◆ **Work item**
From the entries that follow, pick out all lines holding "return".

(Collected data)
· · ·

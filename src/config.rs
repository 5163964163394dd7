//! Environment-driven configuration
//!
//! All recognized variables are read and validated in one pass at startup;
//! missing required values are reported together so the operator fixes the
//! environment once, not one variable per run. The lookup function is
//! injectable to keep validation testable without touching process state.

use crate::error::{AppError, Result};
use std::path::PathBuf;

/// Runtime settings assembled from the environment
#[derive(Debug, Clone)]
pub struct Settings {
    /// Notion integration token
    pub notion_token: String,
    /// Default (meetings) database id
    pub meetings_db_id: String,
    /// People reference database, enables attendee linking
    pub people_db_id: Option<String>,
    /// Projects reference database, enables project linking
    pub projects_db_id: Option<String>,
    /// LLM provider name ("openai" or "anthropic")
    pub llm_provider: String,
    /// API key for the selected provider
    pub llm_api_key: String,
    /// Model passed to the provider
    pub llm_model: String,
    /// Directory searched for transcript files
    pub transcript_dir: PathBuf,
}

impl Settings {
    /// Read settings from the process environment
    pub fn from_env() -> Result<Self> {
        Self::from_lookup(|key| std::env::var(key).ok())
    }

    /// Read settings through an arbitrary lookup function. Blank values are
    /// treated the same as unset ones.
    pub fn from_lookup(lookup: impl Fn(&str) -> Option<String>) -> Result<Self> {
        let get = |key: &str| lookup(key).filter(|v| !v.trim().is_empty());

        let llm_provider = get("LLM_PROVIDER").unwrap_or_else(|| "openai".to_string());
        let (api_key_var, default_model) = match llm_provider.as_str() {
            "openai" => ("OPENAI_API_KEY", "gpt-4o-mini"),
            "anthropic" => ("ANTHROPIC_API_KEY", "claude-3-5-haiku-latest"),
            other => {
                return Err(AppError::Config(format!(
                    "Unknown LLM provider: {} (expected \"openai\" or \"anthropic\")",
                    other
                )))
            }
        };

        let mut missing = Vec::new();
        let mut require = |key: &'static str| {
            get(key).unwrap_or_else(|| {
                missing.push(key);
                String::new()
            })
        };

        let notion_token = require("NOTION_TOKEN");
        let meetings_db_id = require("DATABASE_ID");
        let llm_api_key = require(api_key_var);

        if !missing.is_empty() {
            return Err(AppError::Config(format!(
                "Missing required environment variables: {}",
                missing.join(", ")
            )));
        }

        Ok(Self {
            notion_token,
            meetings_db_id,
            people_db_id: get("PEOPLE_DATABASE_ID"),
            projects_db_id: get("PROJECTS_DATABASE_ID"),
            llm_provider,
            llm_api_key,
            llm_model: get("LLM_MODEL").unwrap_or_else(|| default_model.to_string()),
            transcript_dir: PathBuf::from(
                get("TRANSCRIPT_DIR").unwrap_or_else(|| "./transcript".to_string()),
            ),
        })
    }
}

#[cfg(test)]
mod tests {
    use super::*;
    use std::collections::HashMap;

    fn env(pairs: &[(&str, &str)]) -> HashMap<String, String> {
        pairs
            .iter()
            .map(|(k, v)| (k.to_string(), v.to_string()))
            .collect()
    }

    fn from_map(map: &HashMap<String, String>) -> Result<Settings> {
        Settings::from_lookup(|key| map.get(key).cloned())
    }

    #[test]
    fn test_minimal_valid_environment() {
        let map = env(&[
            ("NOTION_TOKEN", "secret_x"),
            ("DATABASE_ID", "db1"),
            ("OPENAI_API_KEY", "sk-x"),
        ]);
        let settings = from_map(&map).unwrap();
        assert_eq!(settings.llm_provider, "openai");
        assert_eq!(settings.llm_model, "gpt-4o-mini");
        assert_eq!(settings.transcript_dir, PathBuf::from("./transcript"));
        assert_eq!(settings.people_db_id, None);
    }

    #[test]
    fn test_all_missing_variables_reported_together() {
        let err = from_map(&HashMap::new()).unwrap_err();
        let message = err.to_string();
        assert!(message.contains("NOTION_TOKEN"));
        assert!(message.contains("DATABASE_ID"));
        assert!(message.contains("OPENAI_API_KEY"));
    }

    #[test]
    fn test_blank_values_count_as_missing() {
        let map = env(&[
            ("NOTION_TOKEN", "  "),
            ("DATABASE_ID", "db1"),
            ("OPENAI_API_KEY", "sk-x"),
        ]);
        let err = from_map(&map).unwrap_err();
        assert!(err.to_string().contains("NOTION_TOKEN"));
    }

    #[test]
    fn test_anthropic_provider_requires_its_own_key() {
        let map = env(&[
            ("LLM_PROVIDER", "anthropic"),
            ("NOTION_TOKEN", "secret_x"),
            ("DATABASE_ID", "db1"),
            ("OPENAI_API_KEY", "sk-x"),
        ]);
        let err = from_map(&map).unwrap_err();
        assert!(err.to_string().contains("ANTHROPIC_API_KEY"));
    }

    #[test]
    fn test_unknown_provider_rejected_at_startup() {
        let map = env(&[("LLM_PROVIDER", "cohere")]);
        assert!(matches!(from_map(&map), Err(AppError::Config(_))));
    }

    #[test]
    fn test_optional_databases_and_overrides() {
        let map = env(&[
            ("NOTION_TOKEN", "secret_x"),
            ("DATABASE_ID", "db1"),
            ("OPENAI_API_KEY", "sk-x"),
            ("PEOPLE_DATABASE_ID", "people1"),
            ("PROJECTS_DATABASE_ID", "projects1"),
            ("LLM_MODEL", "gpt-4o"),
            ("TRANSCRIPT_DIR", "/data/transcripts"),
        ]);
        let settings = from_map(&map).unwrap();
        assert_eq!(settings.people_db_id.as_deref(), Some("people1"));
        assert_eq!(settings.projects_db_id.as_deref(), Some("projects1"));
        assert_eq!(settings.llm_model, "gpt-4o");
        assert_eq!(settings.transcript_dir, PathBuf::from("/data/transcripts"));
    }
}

· · ·

◆ **Solution for this problem**
                return Err(AppError::Config(format!(
            return Err(AppError::Config(format!(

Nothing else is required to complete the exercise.